A German PhD student was mauled and bitten by a female bear while hiking in the Romanian mountains. He managed to drive the animal away after his girlfriend told him to "punch it in the eye."

https://p.dw.com/p/3K9TQ
A brown bear in Germany, 2006
Image: picture-alliance/dpa/J. Büttner

A 26-year-old German hiker encountered a bear and two cubs during a visit to Carpathian mountains and was then forced to fight for his life when the animal attacked him, multiple media outlets in English and German reported.

Berlin resident and doctoral student Andi Bauer was on a five-day hiking trip in Romania with his British girlfriend Lara Booth. While the Carpathian mountains are the home for several thousands of brown bears, Bauer said he did not notice the animal until he was standing a step away from her and the cubs.

"I had my side turned away from [the bear], so when I saw it bounding towards me I just didn't have time to think about what to do," he told UK-based South West News Service.

"It bit my leg, held on to it, and dragged me and threw me about. I was crying out for help, but there wasn't anything that anyone could do," he added.

Romania's brown bear: Friend or foe?

'Punch it in the eye'

At the moment of the attack, Bauer's 23-year-old girlfriend Lara Booth was walking about 6 meters (20 feet) behind him.

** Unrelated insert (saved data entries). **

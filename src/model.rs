use chrono::NaiveTime;
use serde::{Deserialize, Serialize};
use ulid::Ulid;

/// Unix milliseconds — the only instant type.
pub type Ms = i64;

/// Half-open interval `[start, end)`.
#[derive(Debug, Clone, Copy, PartialEq, Eq, Serialize, Deserialize)]
pub struct Span {
    pub start: Ms,
    pub end: Ms,
}

impl Span {
    pub fn new(start: Ms, end: Ms) -> Self {
        debug_assert!(start < end, "Span start must be before end");
        Self { start, end }
    }

    pub fn duration_ms(&self) -> Ms {
        self.end - self.start
    }

    pub fn overlaps(&self, other: &Span) -> bool {
        self.start < other.end && other.start < self.end
    }

    pub fn contains_instant(&self, t: Ms) -> bool {
        self.start <= t && t < self.end
    }
}

/// Lifecycle state of a reservation. The numeric codes exist only at the
/// storage boundary; everything in-process speaks the enum.
#[derive(Debug, Clone, Copy, PartialEq, Eq, Serialize, Deserialize)]
pub enum ReservationState {
    /// Written only by an external approval feature; never produced here.
    Pending,
    Active,
    Cancelled,
    /// Set by an external time-driven process once the span has passed.
    Finalized,
}

impl ReservationState {
    /// States that count toward conflict detection.
    pub const BLOCKING: [ReservationState; 2] =
        [ReservationState::Pending, ReservationState::Active];

    pub fn code(self) -> i64 {
        match self {
            ReservationState::Pending => 0,
            ReservationState::Active => 1,
            ReservationState::Cancelled => 2,
            ReservationState::Finalized => 3,
        }
    }

    pub fn from_code(code: i64) -> Option<Self> {
        match code {
            0 => Some(ReservationState::Pending),
            1 => Some(ReservationState::Active),
            2 => Some(ReservationState::Cancelled),
            3 => Some(ReservationState::Finalized),
            _ => None,
        }
    }

    pub fn is_blocking(self) -> bool {
        Self::BLOCKING.contains(&self)
    }
}

/// The three kinds of bookable hardware. Each kind has its own catalog
/// relation and its own foreign-key column on the reservations relation.
#[derive(Debug, Clone, Copy, PartialEq, Eq, Serialize, Deserialize)]
pub enum ResourceKind {
    Projector,
    Computer,
    Extension,
}

impl ResourceKind {
    pub fn relation(self) -> &'static str {
        match self {
            ResourceKind::Projector => "equipment",
            ResourceKind::Computer => "computers",
            ResourceKind::Extension => "extensions",
        }
    }

    pub fn reservation_column(self) -> &'static str {
        match self {
            ResourceKind::Projector => "equipment_id",
            ResourceKind::Computer => "computer_id",
            ResourceKind::Extension => "extension_id",
        }
    }
}

// ── Catalog types (read-only to the engine) ──────────────────────

#[derive(Debug, Clone, PartialEq, Eq, Serialize, Deserialize)]
pub struct Projector {
    pub id: Ulid,
    pub name: String,
    pub active: bool,
    pub hdmi: bool,
    pub vga: bool,
}

#[derive(Debug, Clone, PartialEq, Eq, Serialize, Deserialize)]
pub struct Computer {
    pub id: Ulid,
    pub name: String,
    pub active: bool,
}

#[derive(Debug, Clone, PartialEq, Eq, Serialize, Deserialize)]
pub struct PowerExtension {
    pub id: Ulid,
    pub name: String,
    pub active: bool,
}

/// Maps a symbolic slot id to a wall-clock time-of-day.
#[derive(Debug, Clone, PartialEq, Eq, Serialize, Deserialize)]
pub struct ScheduleSlot {
    pub id: Ulid,
    pub label: String,
    pub time: NaiveTime,
}

/// Organizational unit attached to a reservation for reporting only.
#[derive(Debug, Clone, PartialEq, Eq, Serialize, Deserialize)]
pub struct Division {
    pub id: Ulid,
    pub name: String,
}

// ── Reservation ──────────────────────────────────────────────────

#[derive(Debug, Clone, PartialEq, Eq, Serialize, Deserialize)]
pub struct Reservation {
    pub id: Ulid,
    pub owner: Ulid,
    pub projector: Option<Ulid>,
    pub computer: Option<Ulid>,
    pub extension: Option<Ulid>,
    pub division: Option<Ulid>,
    pub room: Option<String>,
    pub span: Span,
    pub state: ReservationState,
}

/// Resources a caller wants to attach to one reservation. All optional; an
/// empty selection is a room-only booking and never conflicts.
#[derive(Debug, Clone, Copy, Default, PartialEq, Eq)]
pub struct ResourceSelection {
    pub projector: Option<Ulid>,
    pub computer: Option<Ulid>,
    pub extension: Option<Ulid>,
}

impl ResourceSelection {
    pub fn projector_only(id: Ulid) -> Self {
        Self {
            projector: Some(id),
            ..Default::default()
        }
    }

    pub fn computer_only(id: Ulid) -> Self {
        Self {
            computer: Some(id),
            ..Default::default()
        }
    }

    pub fn extension_only(id: Ulid) -> Self {
        Self {
            extension: Some(id),
            ..Default::default()
        }
    }

    pub fn is_empty(&self) -> bool {
        self.projector.is_none() && self.computer.is_none() && self.extension.is_none()
    }

    /// Selected (kind, id) pairs in a fixed order.
    pub fn selected(&self) -> Vec<(ResourceKind, Ulid)> {
        let mut out = Vec::new();
        if let Some(id) = self.projector {
            out.push((ResourceKind::Projector, id));
        }
        if let Some(id) = self.computer {
            out.push((ResourceKind::Computer, id));
        }
        if let Some(id) = self.extension {
            out.push((ResourceKind::Extension, id));
        }
        out
    }
}

/// Projector capability filter. Only meaningful for `ResourceKind::Projector`.
#[derive(Debug, Clone, Copy, Default, PartialEq, Eq)]
pub struct ConnectorFilter {
    pub require_hdmi: bool,
    pub require_vga: bool,
}

/// One entry in an availability listing.
#[derive(Debug, Clone, PartialEq, Eq)]
pub struct ResourceEntry {
    pub id: Ulid,
    pub name: String,
    pub kind: ResourceKind,
}

/// Result of a pre-insert conflict probe.
#[derive(Debug, Clone, Default, PartialEq, Eq)]
pub struct ConflictCheck {
    /// Ids of blocking reservations that intersect the requested interval.
    pub collisions: Vec<Ulid>,
}

impl ConflictCheck {
    pub fn none() -> Self {
        Self::default()
    }

    pub fn has_conflict(&self) -> bool {
        !self.collisions.is_empty()
    }
}

/// Filters for listing a user's own reservations.
#[derive(Debug, Clone, Copy, PartialEq, Eq)]
pub struct MineFilter {
    /// Keep only reservations whose end is still in the future.
    pub only_future: bool,
    /// Keep only reservations intersecting this half-open window.
    pub range: Option<Span>,
}

impl Default for MineFilter {
    fn default() -> Self {
        Self {
            only_future: true,
            range: None,
        }
    }
}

"I was frozen with fear when we first saw the bears," Booth said. "I was screaming at Andi the whole time."

"Then I remembered that you're supposed to punch a bear in the eye, so I yelled that and the bear turned around and left him. Andi's so lucky to be alive," she added.

The German hiker said he was in the state of shock so he did not remember the pain.

"The bear let go of me after Lara told me to punch it in the face. I hit it. It then went away. I suppose I'm lucky I got through it," he was quoted by the British mass-circulation paper Mirror as saying. "But I'd have been luckier not being attacked."

No bear spray

Booth admitted that the couple had ignored a warning from a local resident to forgo the mountain trek.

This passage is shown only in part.